Brak jest także podstaw do pozbawienia tytułu wykonawczego wykonalności na tej podstawie, że świadczenie stało się niemożliwe wskutek okoliczności, za które dłużnik odpowiedzialności nie ponosi (art. 475 § 1 k.c.), tj. popadnięcia dłużnika w trudną sytuacje materialną. Świadczenie powodów sprowadza się do obowiązku zapłaty określonej sumy pieniężnej (czyli rzeczy oznaczonej co do gatunku), a zatem możliwe jest do spełnienia w sytuacji, gdy środki pieniężne funkcjonują w obrocie, a tym samym powodowie mają możliwość ich nabycia i przekazania drugiej stronie umowy. Zgodnie z tą zasadą genus perire non censetur zniszczenie lub utrata rzeczy oznaczonej co do gatunku nie zwalnia dłużnika z obowiązku świadczenia. Dłużnik w razie zniszczenia powinien świadczyć inną rzecz tego samego gatunku. Trudna sytuacja finansowa powodów nie świadczy o możliwości przyjęcia, iż wygasł obowiązek spełnienia zobowiązania. Niemożność musi mieć charakter zupełny i trwały, a taki charakter ma, gdy zachodzi brak warunków do wykonania zobowiązania, niemożność zaspokojenia wierzyciela w jakikolwiek sposób. Tylko taka niemożliwość powoduje zwolnienie dłużnika z wykonania zobowiązania. Powszechnie przyjmuje się, że brak środków pieniężnych nie oznacza niemożliwości świadczenia w rozumieniu art. 475 k.c., a może co najwyżej powodować opóźnienie dłużnika w wykonaniu zobowiązania (wyrok SN z dnia 9 lutego 2000 r., III CKN 598/98, LEX nr 52731; wyrok SN z dnia 10 kwietnia 2003 r., III CKN 1320/00, PS 2005, nr 1, s. 180, z glosą R. Szostaka tamże). Powszechnie przyjmuje się bowiem, że dłużnik odpowiada zawsze za swoją zdolność płatniczą. Zresztą generalnie wydaje się, że trudności dłużnika w wykonaniu jakichkolwiek świadczeń pieniężnych nie powinny być zrównywane z niemożliwością świadczenia, nawet w wypadku jego niewypłacalności (zob. jednak F. Zoll (w:) System prawa prywatnego, t. 6, Suplement, s. 126). Stąd też w sprawie niniejszej nie zaistniały przesłanki skutkujące wygaśnięciem zobowiązania.
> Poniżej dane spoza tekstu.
//! Plain-text rendering of result records.
//!
//! ```text
//! --- Scheduling Algorithm: FCFS ---
//! Gantt Chart: [0]--P1--[8]--P2--[12]
//!
//! Process    | Finish Time  | Turnaround Time  | Waiting Time
//! ------------------------------------------------------------
//! P1         | 8            | 8                | 0
//! ...
//! ```

use std::fmt::Write as _;

use crate::comparison::Comparison;
use crate::models::{ResultRecord, Segment};
use crate::simulator::SimulationResults;

/// Compact Gantt string: `[t0]--pid1--[t1]--pid2--[t2]`.
///
/// An empty timeline renders as `[0]`.
pub fn gantt_string(segments: &[Segment]) -> String {
    let mut out = String::new();
    for seg in segments {
        let _ = write!(out, "[{}]--{}--", seg.start, seg.pid);
    }
    let end = segments.last().map(|s| s.end).unwrap_or(0);
    let _ = write!(out, "[{end}]");
    out
}

/// Fixed-width PID / finish / turnaround / waiting table.
pub fn process_table(record: &ResultRecord) -> String {
    let mut out = String::new();
    let _ = writeln!(
        out,
        "{:<10} | {:<12} | {:<16} | {:<12}",
        "Process", "Finish Time", "Turnaround Time", "Waiting Time"
    );
    let _ = writeln!(out, "{}", "-".repeat(60));
    for p in &record.processes {
        let _ = writeln!(
            out,
            "{:<10} | {:<12} | {:<16} | {:<12}",
            p.pid, p.finish_time, p.turnaround_time, p.waiting_time
        );
    }
    out
}

/// Full report for one algorithm.
pub fn render_record(record: &ResultRecord) -> String {
    let mut out = String::new();
    let _ = writeln!(out, "\n--- Scheduling Algorithm: {} ---", record.algorithm);
    let _ = writeln!(out, "Gantt Chart: {}", gantt_string(&record.gantt_chart));
    let _ = writeln!(out);
    out.push_str(&process_table(record));
    let m = &record.metrics;
    let _ = writeln!(out, "\nAverage Turnaround Time: {:?}", m.avg_turnaround_time);
    let _ = writeln!(out, "Average Waiting Time: {:?}", m.avg_waiting_time);
    let _ = writeln!(out, "CPU Utilization: {:?}%", m.cpu_utilization);
    out
}

/// Reports for every algorithm in canonical order.
pub fn render_results(results: &SimulationResults) -> String {
    results.values().map(render_record).collect()
}

/// Best-algorithm summary.
pub fn render_comparison(comparison: &Comparison) -> String {
    let mut out = String::new();
    let _ = writeln!(out, "\n--- Best Algorithm Analysis ---");
    let _ = writeln!(
        out,
        "Best Average Turnaround Time: {} ({:.2} time units)",
        comparison.best_turnaround.algorithm.short_name(),
        comparison.best_turnaround.value
    );
    let _ = writeln!(
        out,
        "Best Average Waiting Time: {} ({:.2} time units)",
        comparison.best_waiting.algorithm.short_name(),
        comparison.best_waiting.value
    );
    let _ = writeln!(
        out,
        "Best CPU Utilization: {} ({:.2}%)",
        comparison.best_utilization.algorithm.short_name(),
        comparison.best_utilization.value
    );
    if let Some((winner, wins)) = comparison.overall_winner() {
        let _ = writeln!(
            out,
            "Overall Best: {} (wins {wins} out of 3 categories)",
            winner.short_name()
        );
    }
    out
}
//! Process table: the process-management boundary.
//!
//! Unlike the engine, the table enforces PID uniqueness: adding a process
//! whose PID already exists is rejected.

use tracing::debug;

use crate::error::{SchedError, SchedResult};
use crate::models::Process;
use crate::simulator::Simulator;

/// Ordered collection of processes with unique PIDs.
#[derive(Debug, Clone, Default)]
pub struct ProcessTable {
    processes: Vec<Process>,
}

impl ProcessTable {
    /// Creates an empty table.
    pub fn new() -> Self {
        Self::default()
    }

    /// Builds a table, rejecting the first duplicate PID.
    pub fn from_processes(processes: impl IntoIterator<Item = Process>) -> SchedResult<Self> {
        let mut table = Self::new();
        for p in processes {
            table.insert(p)?;
        }
        Ok(table)
    }

    /// Adds a process built from its inputs.
    pub fn add(
        &mut self,
        pid: impl Into<String>,
        arrival_time: u64,
        burst_time: u64,
        priority: i32,
    ) -> SchedResult<()> {
        self.insert(Process::new(pid, arrival_time, burst_time, priority))
    }

    /// Adds a process.
    ///
    /// # Errors
    /// [`SchedError::DuplicatePid`] if the PID is already present.
    pub fn insert(&mut self, process: Process) -> SchedResult<()> {
        if self.contains(&process.pid) {
            return Err(SchedError::DuplicatePid(process.pid));
        }
        debug!(pid = %process.pid, "process added");
        self.processes.push(process.fresh());
        Ok(())
    }

    /// Removes and returns the process with `pid`.
    pub fn remove(&mut self, pid: &str) -> Option<Process> {
        let idx = self.processes.iter().position(|p| p.pid == pid)?;
        debug!(pid, "process removed");
        Some(self.processes.remove(idx))
    }

    /// Looks up a process by PID.
    pub fn get(&self, pid: &str) -> Option<&Process> {
        self.processes.iter().find(|p| p.pid == pid)
    }

    /// Looks up a process by PID, failing if absent.
    pub fn require(&self, pid: &str) -> SchedResult<&Process> {
        self.get(pid)
            .ok_or_else(|| SchedError::ProcessNotFound(pid.to_string()))
    }

    /// Whether a process with `pid` exists.
    pub fn contains(&self, pid: &str) -> bool {
        self.get(pid).is_some()
    }

    /// Removes all processes.
    pub fn clear(&mut self) {
        self.processes.clear();
    }

    /// All processes in insertion order.
    pub fn processes(&self) -> &[Process] {
        &self.processes
    }

    /// Number of processes.
    pub fn len(&self) -> usize {
        self.processes.len()
    }

    /// Whether the table is empty.
    pub fn is_empty(&self) -> bool {
        self.processes.is_empty()
    }

    /// Builds a simulator over the current processes.
    pub fn simulator(&self) -> Simulator {
        Simulator::new(self.processes.clone())
    }
}
//! Uniprocessor CPU scheduling simulator.
//!
//! Simulates classic scheduling policies over a fixed, known-in-advance set
//! of processes and reports a Gantt timeline plus turnaround, waiting, and
//! utilization metrics for each.
//!
//! # Modules
//!
//! - **`models`**: Domain types: `Process`, `Segment`, `Timeline`,
//!   `ResultRecord`, `Metrics`
//! - **`scheduler`**: FCFS, SJF, Round Robin, Priority, and the results formatter
//! - **`dispatching`**: Selection rules and their tie-breaking keys
//! - **`simulator`**: Orchestrator that runs algorithms on isolated copies
//! - **`comparison`**: Best-algorithm analysis across a full run
//! - **`registry`**: Process table with unique PIDs
//! - **`workload`**: Text workload files and seeded random workloads
//! - **`report`**: Plain-text rendering
//! - **`validation`**: Boundary input checks (duplicate / empty PIDs)
//!
//! # Example
//!
//! ```
//! use cpu_sched::{AlgorithmKind, Process, Simulator};
//!
//! let sim = Simulator::new(vec![
//!     Process::new("P1", 0, 5, 1),
//!     Process::new("P2", 0, 3, 1),
//! ]);
//! let results = sim.run_all(3).unwrap();
//! let sjf = &results[&AlgorithmKind::Sjf];
//! assert_eq!(sjf.gantt_chart[0].pid, "P2");
//! ```
//!
//! # References
//!
//! - Silberschatz et al. (2018), "Operating System Concepts", Ch. 5
//! - Tanenbaum & Bos (2014), "Modern Operating Systems", Ch. 2.4

pub mod comparison;
pub mod config;
pub mod dispatching;
pub mod error;
pub mod models;
pub mod pid;
pub mod registry;
pub mod report;
pub mod scheduler;
pub mod simulator;
pub mod telemetry;
pub mod validation;
pub mod workload;

pub use config::{OutputFormat, SimulationConfig, DEFAULT_TIME_QUANTUM};
pub use error::{SchedError, SchedResult};
pub use models::{Metrics, Process, ProcessSnapshot, ResultRecord, Segment, Timeline, IDLE_PID};
pub use scheduler::AlgorithmKind;
pub use simulator::{SimulationResults, Simulator};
Niemniej jednak zgodnie z tym co zostało powiedziane wczesnej, zobowiązanie pozwanego jako przedawnione przekształciło się w zobowiązanie naturalne i wskutek podniesionego przez powodów zarzutu przedawnienia nie może być nadal egzekwowane. Na tej podstawie Sąd w całości uwzględnił powództwo pozbawiając tytuł wykonawczy wykonalności w całości, o czym orzekł w pkt I wyroku.

Kosztami sądowymi obejmującymi opłatę od pozwu, od uiszczenia której powodowie zostali zwolnieni, Sąd nie obciążył pozwanego (na podstawie art. 113 ust. 4 u.k.s.c.) mając na uwadze, że podstawą rozstrzygnięcia merytorycznego było jedynie uwzględnienie zarzutu przedawnienia w sytuacji dalszego istnienia zobowiązania naturalnego powodów wobec pozwanego, objętego kwestionowanym tytułem.